Task instructions:
Retype all of the records precisely.

Exercise material:
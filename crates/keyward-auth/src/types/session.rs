//! Session domain types.
//!
//! # Security
//!
//! - Only an Argon2id hash of the refresh secret is stored, never plaintext
//! - A session is single use: a successful refresh consumes it and starts a
//!   new one

use std::fmt;

use serde::{Deserialize, Serialize};
use time::OffsetDateTime;

use super::Fingerprint;

/// Store-assigned session identifier, unique among live sessions.
pub type SessionId = i64;

/// A persisted login session.
#[derive(Debug, Clone, Serialize, Deserialize, PartialEq, Eq)]
#[serde(rename_all = "camelCase")]
pub struct Session {
    /// Store-assigned id.
    pub id: SessionId,

    /// Identity that owns the session.
    pub identity: String,

    /// PHC-formatted hash of the refresh secret.
    pub refresh_hash: String,

    /// Client metadata captured when the session started.
    pub fingerprint: Fingerprint,

    /// When the refresh secret stops being accepted.
    #[serde(with = "time::serde::rfc3339")]
    pub expires_at: OffsetDateTime,

    /// When the session was created.
    #[serde(with = "time::serde::rfc3339")]
    pub created_at: OffsetDateTime,
}

impl Session {
    /// Returns `true` if the session's refresh lifetime has passed.
    #[must_use]
    pub fn is_expired(&self) -> bool {
        OffsetDateTime::now_utc() >= self.expires_at
    }
}

/// Data needed to create a session; the store assigns id and creation time.
#[derive(Debug, Clone)]
pub struct NewSession {
    /// Owning identity.
    pub identity: String,

    /// PHC-formatted hash of the refresh secret.
    pub refresh_hash: String,

    /// Client metadata captured at login.
    pub fingerprint: Fingerprint,

    /// Refresh expiry.
    pub expires_at: OffsetDateTime,
}

/// Credentials returned to the client after login or refresh.
#[derive(Clone, Serialize, Deserialize, PartialEq, Eq)]
pub struct TokenPair {
    /// Signed access token.
    pub access: String,

    /// Opaque refresh secret (base64).
    pub refresh: String,
}

impl fmt::Debug for TokenPair {
    fn fmt(&self, f: &mut fmt::Formatter<'_>) -> fmt::Result {
        f.debug_struct("TokenPair")
            .field("access", &"<redacted>")
            .field("refresh", &"<redacted>")
            .finish()
    }
}
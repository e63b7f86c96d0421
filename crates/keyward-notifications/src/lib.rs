//! Out-of-band delivery of Keyward session notices.
//!
//! [`WebhookNotifier`] posts each notice as JSON to a configured URL and
//! implements [`SessionNotifier`](keyward_auth::notify::SessionNotifier), so
//! it plugs straight into the session service.

pub mod config;
pub mod error;
pub mod webhook;

pub use config::WebhookConfig;
pub use error::NotificationError;
pub use webhook::{SIGNATURE_HEADER, WebhookNotifier};
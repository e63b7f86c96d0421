// Tracing initialization with a configurable and reloadable log level.
use std::sync::OnceLock;
use tracing_subscriber::{EnvFilter, fmt, prelude::*, reload};

static LOG_RELOAD_HANDLE: OnceLock<reload::Handle<EnvFilter, tracing_subscriber::Registry>> =
    OnceLock::new();

pub fn init_tracing() {
    init_tracing_with_level("info");
}

pub fn init_tracing_with_level(level: &str) {
    // RUST_LOG wins over the configured level.
    let base_filter = std::env::var("RUST_LOG")
        .ok()
        .and_then(|_| EnvFilter::try_from_default_env().ok())
        .unwrap_or_else(|| EnvFilter::new(level));

    let (reload_layer, handle) = reload::Layer::new(base_filter);
    let _ = LOG_RELOAD_HANDLE.set(handle);

    let _ = tracing_subscriber::registry()
        .with(reload_layer)
        .with(fmt::layer())
        .try_init();
}

/// Apply the configured level unless RUST_LOG is set.
pub fn apply_logging_level(level: &str) {
    if std::env::var_os("RUST_LOG").is_some() {
        return;
    }
    if let Some(handle) = LOG_RELOAD_HANDLE.get() {
        let _ = handle.modify(|f| {
            *f = EnvFilter::new(level);
        });
    }
}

Solution to this problem:
filename crates/keyward-auth/src/types/session.rs
//! Session domain types.
//!
//! # Security
//!
//! - Only an Argon2id hash of the refresh secret is stored, never plaintext
//! - A session is single use: a successful refresh consumes it and starts a
//!   new one

use std::fmt;

use serde::{Deserialize, Serialize};
use time::OffsetDateTime;

use super::Fingerprint;

/// Store-assigned session identifier, unique among live sessions.
pub type SessionId = i64;

/// A persisted login session.
#[derive(Debug, Clone, Serialize, Deserialize, PartialEq, Eq)]
#[serde(rename_all = "camelCase")]
pub struct Session {
    /// Store-assigned id.
    pub id: SessionId,

    /// Identity that owns the session.
    pub identity: String,

    /// PHC-formatted hash of the refresh secret.
    pub refresh_hash: String,

    /// Client metadata captured when the session started.
    pub fingerprint: Fingerprint,

    /// When the refresh secret stops being accepted.
    #[serde(with = "time::serde::rfc3339")]
    pub expires_at: OffsetDateTime,

    /// When the session was created.
    #[serde(with = "time::serde::rfc3339")]
    pub created_at: OffsetDateTime,
}

impl Session {
    /// Returns `true` if the session's refresh lifetime has passed.
    #[must_use]
    pub fn is_expired(&self) -> bool {
        OffsetDateTime::now_utc() >= self.expires_at
    }
}

/// Data needed to create a session; the store assigns id and creation time.
#[derive(Debug, Clone)]
pub struct NewSession {
    /// Owning identity.
    pub identity: String,

    /// PHC-formatted hash of the refresh secret.
    pub refresh_hash: String,

    /// Client metadata captured at login.
    pub fingerprint: Fingerprint,

    /// Refresh expiry.
    pub expires_at: OffsetDateTime,
}

/// Credentials returned to the client after login or refresh.
#[derive(Clone, Serialize, Deserialize, PartialEq, Eq)]
pub struct TokenPair {
    /// Signed access token.
    pub access: String,

    /// Opaque refresh secret (base64).
    pub refresh: String,
}

impl fmt::Debug for TokenPair {
    fn fmt(&self, f: &mut fmt::Formatter<'_>) -> fmt::Result {
        f.debug_struct("TokenPair")
            .field("access", &"<redacted>")
            .field("refresh", &"<redacted>")
            .finish()
    }
}
repository e63b7f86c96d0421
filename crates/keyward-notifications/src/lib.rs
//! Out-of-band delivery of Keyward session notices.
//!
//! [`WebhookNotifier`] posts each notice as JSON to a configured URL and
//! implements [`SessionNotifier`](keyward_auth::notify::SessionNotifier), so
//! it plugs straight into the session service.

pub mod config;
pub mod error;
pub mod webhook;

pub use config::WebhookConfig;
pub use error::NotificationError;
pub use webhook::{SIGNATURE_HEADER, WebhookNotifier};
repository e63b7f86c96d0421
// Tracing initialization with a configurable and reloadable log level.
use std::sync::OnceLock;
use tracing_subscriber::{EnvFilter, fmt, prelude::*, reload};

static LOG_RELOAD_HANDLE: OnceLock<reload::Handle<EnvFilter, tracing_subscriber::Registry>> =
    OnceLock::new();

pub fn init_tracing() {
    init_tracing_with_level("info");
}

pub fn init_tracing_with_level(level: &str) {
    // RUST_LOG wins over the configured level.
    let base_filter = std::env::var("RUST_LOG")
        .ok()
        .and_then(|_| EnvFilter::try_from_default_env().ok())
        .unwrap_or_else(|| EnvFilter::new(level));

    let (reload_layer, handle) = reload::Layer::new(base_filter);
    let _ = LOG_RELOAD_HANDLE.set(handle);

    let _ = tracing_subscriber::registry()
        .with(reload_layer)
        .with(fmt::layer())
        .try_init();
}

/// Apply the configured level unless RUST_LOG is set.
pub fn apply_logging_level(level: &str) {
    if std::env::var_os("RUST_LOG").is_some() {
        return;
    }
    if let Some(handle) = LOG_RELOAD_HANDLE.get() {
        let _ = handle.modify(|f| {
            *f = EnvFilter::new(level);
        });
    }
}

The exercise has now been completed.